As for Project Natal, for all the obvious smoke and mirrors, the demos hinted at genuinely fresh experiences. Lionhead’s spectacular Milo video was particularly special, albeit better described as concept art rather than a demo – it looked more like a spoof advert from a sci-fi movie than anything we’ll enjoy in the next 20 years.


But here’s a contrary take on what even the BBC is describing as ‘The Controller Wars’: what if, rather than innovation, the controllers hint at desperation? What if the focus on controllers signifies not games going forward, but games getting relegated to the level of sideshow amusements?

The inspiration for this suggestion comes from the protracted demise of the traditional arcade business in the mid-1990s. There were many reasons why the arcades waned, not least the rise of powerful games consoles. Yet you could argue that when advanced graphics and sound became available in everyone’s living room, the arcade manufacturers blinked. Instead of continuing to innovate with better gameplay, they let their games stagnate and turned to spectacle instead to draw new punters in.

In place of old-fashioned cabinets, we saw ever more elaborate car rigs, rotational flight simulators, motorbikes, double-team canoe rides, games where you rode horses, and anything else you can imagine doing on a Mark Warner holiday.

All this hullabaloo made arcades grand places to spend an hour or two on a drunken Friday night with friends. But it also turned them into amusement parks – expensive to visit and ultimately unsatisfying. All that engineering was costly, too, and so prices rose. Few of the punters returned with any regularity. Eventually arcades either closed down or were filled out with pseudo-skill games and slot machines. As ‘amusement centres’ they linger on, but they’re a flickering bitmap of their former selves.


Do motion controllers hint at something similar happening to console games? For all Wii’s attractions, few would argue that nuanced gameplay is among them. Its success is built around sessions where you wave your arms in the air like you just don’t care.

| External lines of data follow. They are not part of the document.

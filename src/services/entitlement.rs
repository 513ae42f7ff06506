//! Entitlement processor - turns verified webhook events into access
//!
//! A confirmed payment grants its subscription, license and idempotency
//! marker in one transaction. The marker is an insert-or-ignore keyed on
//! the upstream payment id, so a redelivered event takes the duplicate
//! branch instead of granting twice. Coupon usage is recorded after the
//! commit and is best-effort: a failure there never voids the grant.

use chrono::Utc;
use rust_decimal::Decimal;
use sea_orm::{
  ColumnTrait, DatabaseConnection, DbErr, EntityTrait, QueryFilter, Set,
  TransactionTrait, sea_query::OnConflict,
};
use tracing::{info, warn};

use crate::entities::prelude::*;
use crate::entities::processed_webhook_event;
use crate::error::AppResult;
use crate::payments::{self, PaymentStatus, WebhookData};
use crate::services::{
  CouponService, LicenseService, SubscriptionService, UserService,
};

#[derive(Debug)]
pub enum EntitlementOutcome {
  /// Access granted: subscription and license created.
  Granted { subscription: SubscriptionModel, license: LicenseModel },
  /// This event id was already processed.
  Duplicate,
  /// Non-success status or unusable metadata; acknowledged but no grant.
  Ignored,
}

pub struct EntitlementService;

impl EntitlementService {
  /// Verify a raw webhook delivery against the provider's gateway and
  /// process the resulting event.
  pub async fn process(
    db: &DatabaseConnection,
    provider: &PaymentProviderModel,
    payload: &[u8],
    signature: Option<&str>,
  ) -> AppResult<EntitlementOutcome> {
    let gateway = payments::gateway_for(provider)?;
    let data = gateway.verify_webhook(payload, signature).await?;
    Self::entitle(db, data).await
  }

  /// Process an already-verified event.
  pub async fn entitle(
    db: &DatabaseConnection,
    data: WebhookData,
  ) -> AppResult<EntitlementOutcome> {
    if data.status != PaymentStatus::Success {
      info!(
        provider = data.provider.as_str(),
        event = %data.event,
        payment_id = %data.payment_id,
        "webhook acknowledged without entitlement"
      );
      return Ok(EntitlementOutcome::Ignored);
    }

    let (Some(user_id), Some(plugin_id)) =
      (data.user_id.clone(), data.plugin_id.clone())
    else {
      warn!(
        payment_id = %data.payment_id,
        "successful payment missing user/plugin metadata"
      );
      return Ok(EntitlementOutcome::Ignored);
    };

    let txn = db.begin().await?;

    let marker = ProcessedWebhookEventActiveModel {
      id: Set(data.payment_id.clone()),
      provider: Set(data.provider.as_str().to_string()),
      event_type: Set(Some(data.event.clone())),
      processed_at: Set(Utc::now().naive_utc()),
    };
    let inserted = ProcessedWebhookEvent::insert(marker)
      .on_conflict(
        OnConflict::column(processed_webhook_event::Column::Id)
          .do_nothing()
          .to_owned(),
      )
      .exec(&txn)
      .await;
    match inserted {
      Ok(_) => {}
      Err(DbErr::RecordNotInserted) => {
        txn.rollback().await?;
        info!(payment_id = %data.payment_id, "duplicate webhook delivery");
        return Ok(EntitlementOutcome::Duplicate);
      }
      Err(err) => return Err(err.into()),
    }

    let email = metadata_str(&data.metadata, "userEmail");
    UserService::get_or_create(&txn, &user_id, email).await?;

    let plan_type = metadata_str(&data.metadata, "planType")
      .and_then(|s| PlanType::parse(&s))
      .unwrap_or(PlanType::Monthly);
    let amount = derive_amount(&data);

    let subscription = SubscriptionService::create(
      &txn, &user_id, &plugin_id, plan_type, amount,
    )
    .await?;
    let license = LicenseService::create(
      &txn,
      &user_id,
      &plugin_id,
      Some(subscription.id.clone()),
      1,
      subscription.end_date,
    )
    .await?;

    txn.commit().await?;
    info!(
      payment_id = %data.payment_id,
      subscription_id = %subscription.id,
      user_id = %user_id,
      plugin_id = %plugin_id,
      "payment entitled"
    );

    if let Err(err) =
      Self::record_coupon_usage(db, &data, &user_id, &subscription.id, amount)
        .await
    {
      warn!(payment_id = %data.payment_id, %err, "coupon usage not recorded");
    }

    Ok(EntitlementOutcome::Granted { subscription, license })
  }

  async fn record_coupon_usage(
    db: &DatabaseConnection,
    data: &WebhookData,
    user_id: &str,
    subscription_id: &str,
    final_amount: Decimal,
  ) -> AppResult<()> {
    let coupon = if let Some(id) = metadata_str(&data.metadata, "couponId") {
      Coupon::find_by_id(id).one(db).await?
    } else if let Some(code) = metadata_str(&data.metadata, "couponCode") {
      Coupon::find()
        .filter(
          crate::entities::coupon::Column::Code
            .eq(CouponService::normalize_code(&code)),
        )
        .one(db)
        .await?
    } else {
      None
    };
    let Some(coupon) = coupon else { return Ok(()) };

    let original = metadata_decimal(&data.metadata, "originalAmount")
      .unwrap_or(final_amount);
    let final_amount = metadata_decimal(&data.metadata, "finalAmount")
      .unwrap_or(final_amount);
    let discount = metadata_decimal(&data.metadata, "discountAmount")
      .unwrap_or(original - final_amount);

    CouponService::record_usage(
      db,
      &coupon.id,
      user_id,
      Some(subscription_id.to_string()),
      original,
      discount,
      final_amount,
    )
    .await?;
    Ok(())
  }
}

/// Paid amount in major units. Stripe reports minor units in
/// `amount_received` (falling back to `amount`); other providers carry a
/// major-unit amount in metadata.
fn derive_amount(data: &WebhookData) -> Decimal {
  if data.provider == ProviderType::Stripe {
    let cents = data
      .metadata
      .get("amount_received")
      .and_then(json::Value::as_i64)
      .filter(|v| *v > 0)
      .or_else(|| data.metadata.get("amount").and_then(json::Value::as_i64));
    if let Some(cents) = cents {
      return Decimal::new(cents, 2);
    }
  }
  metadata_decimal(&data.metadata, "finalAmount")
    .or_else(|| metadata_decimal(&data.metadata, "amount"))
    .unwrap_or_default()
}

fn metadata_str(metadata: &json::Value, key: &str) -> Option<String> {
  metadata.get(key).and_then(json::Value::as_str).map(str::to_string)
}

/// Metadata amounts arrive as strings from Stripe and as numbers elsewhere.
fn metadata_decimal(metadata: &json::Value, key: &str) -> Option<Decimal> {
  match metadata.get(key)? {
    json::Value::String(s) => s.parse().ok(),
    other => other.to_string().parse().ok(),
  }
}

#[cfg(test)]
mod tests {
  use sea_orm::{
    ConnectionTrait, Database, DbBackend, PaginatorTrait, Schema,
  };

  use super::*;
  use crate::testing;

  fn succeeded(payment_id: &str) -> WebhookData {
    WebhookData {
      provider: ProviderType::Stripe,
      event: "payment_intent.succeeded".into(),
      payment_id: payment_id.into(),
      status: PaymentStatus::Success,
      user_id: Some("user-1".into()),
      plugin_id: Some("plugin-1".into()),
      metadata: json::json!({
        "planType": "monthly",
        "amount_received": 8000,
      }),
    }
  }

  async fn seeded_db() -> DatabaseConnection {
    let db = testing::setup_test_db().await;
    testing::seed_user(&db, "user-1").await;
    testing::seed_plugin(&db, "plugin-1", None, None, Decimal::new(8000, 2))
      .await;
    db
  }

  #[tokio::test]
  async fn grants_subscription_and_license_once() {
    let db = seeded_db().await;

    let first =
      EntitlementService::entitle(&db, succeeded("pi_1")).await.unwrap();
    let EntitlementOutcome::Granted { subscription, license } = first else {
      panic!("expected grant");
    };
    assert_eq!(subscription.price, Decimal::new(8000, 2));
    assert_eq!(subscription.plan_type, PlanType::Monthly);
    assert_eq!(license.subscription_id.as_deref(), Some(&*subscription.id));
    assert_eq!(license.max_domains, 1);

    let second =
      EntitlementService::entitle(&db, succeeded("pi_1")).await.unwrap();
    assert!(matches!(second, EntitlementOutcome::Duplicate));

    assert_eq!(Subscription::find().count(&db).await.unwrap(), 1);
    assert_eq!(License::find().count(&db).await.unwrap(), 1);
  }

  #[tokio::test]
  async fn non_success_event_is_ignored() {
    let db = seeded_db().await;

    let mut data = succeeded("pi_2");
    data.status = PaymentStatus::Pending;
    let outcome = EntitlementService::entitle(&db, data).await.unwrap();
    assert!(matches!(outcome, EntitlementOutcome::Ignored));

    assert_eq!(Subscription::find().count(&db).await.unwrap(), 0);
    assert_eq!(ProcessedWebhookEvent::find().count(&db).await.unwrap(), 0);
  }

  #[tokio::test]
  async fn missing_metadata_is_ignored() {
    let db = seeded_db().await;

    let mut data = succeeded("pi_3");
    data.user_id = None;
    let outcome = EntitlementService::entitle(&db, data).await.unwrap();
    assert!(matches!(outcome, EntitlementOutcome::Ignored));
    assert_eq!(Subscription::find().count(&db).await.unwrap(), 0);
  }

  #[tokio::test]
  async fn records_coupon_usage_after_grant() {
    let db = seeded_db().await;
    let coupon = testing::seed_coupon(&db, "SAVE20").await;

    let mut data = succeeded("pi_4");
    data.metadata = json::json!({
      "planType": "monthly",
      "amount_received": 6400,
      "couponId": coupon.id.clone(),
      "originalAmount": "80",
      "finalAmount": "64",
      "discountAmount": "16",
    });
    let outcome = EntitlementService::entitle(&db, data).await.unwrap();
    assert!(matches!(outcome, EntitlementOutcome::Granted { .. }));

    assert_eq!(CouponUsage::find().count(&db).await.unwrap(), 1);
    let coupon = Coupon::find_by_id(coupon.id).one(&db).await.unwrap().unwrap();
    assert_eq!(coupon.usage_count, 1);
  }

  #[tokio::test]
  async fn failed_grant_rolls_back_the_marker() {
    // Every table except licenses, so the license insert fails mid-grant.
    let db = Database::connect("sqlite::memory:").await.unwrap();
    let schema = Schema::new(DbBackend::Sqlite);
    for stmt in [
      schema.create_table_from_entity(crate::entities::user::Entity),
      schema.create_table_from_entity(crate::entities::plugin::Entity),
      schema.create_table_from_entity(crate::entities::subscription::Entity),
      schema
        .create_table_from_entity(crate::entities::processed_webhook_event::Entity),
    ] {
      db.execute(db.get_database_backend().build(&stmt)).await.unwrap();
    }
    testing::seed_user(&db, "user-1").await;
    testing::seed_plugin(&db, "plugin-1", None, None, Decimal::new(8000, 2))
      .await;

    let result = EntitlementService::entitle(&db, succeeded("pi_5")).await;
    assert!(result.is_err());

    assert_eq!(Subscription::find().count(&db).await.unwrap(), 0);
    assert_eq!(ProcessedWebhookEvent::find().count(&db).await.unwrap(), 0);

    // The retry goes through once the fault is gone.
    db.execute(
      db.get_database_backend()
        .build(&schema.create_table_from_entity(crate::entities::license::Entity)),
    )
    .await
    .unwrap();
    let outcome = EntitlementService::entitle(&db, succeeded("pi_5")).await;
    assert!(matches!(outcome, Ok(EntitlementOutcome::Granted { .. })));
  }
}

Better controllers may reign in that tendency – or they may simply shove more genres towards the fairground bracket. As for Project Natal, we will eventually see very interesting gameplay innovations arising from speech and vision control. But I’ll wager it’ll be decades before FIFA is as playable as with a joypad, if ever.

It goes without saying that I don’t think conventional games are doomed. They didn’t die with the arcades – they and their audience migrated to console. Games (as services) will always be available via computers and other devices, whatever form they take. Besides, I’m playing devil’s advocate: I don’t expect Microsoft to discontinue the 360 controllers (or plans for an Xbox 720, or whatever it is) anytime soon.

But the warning from arcades is clear. The more console manufacturers try to please everyone, the bigger the risk of satisfying no one. They abandon their roots for shallow, mass-market novelty fare at their peril.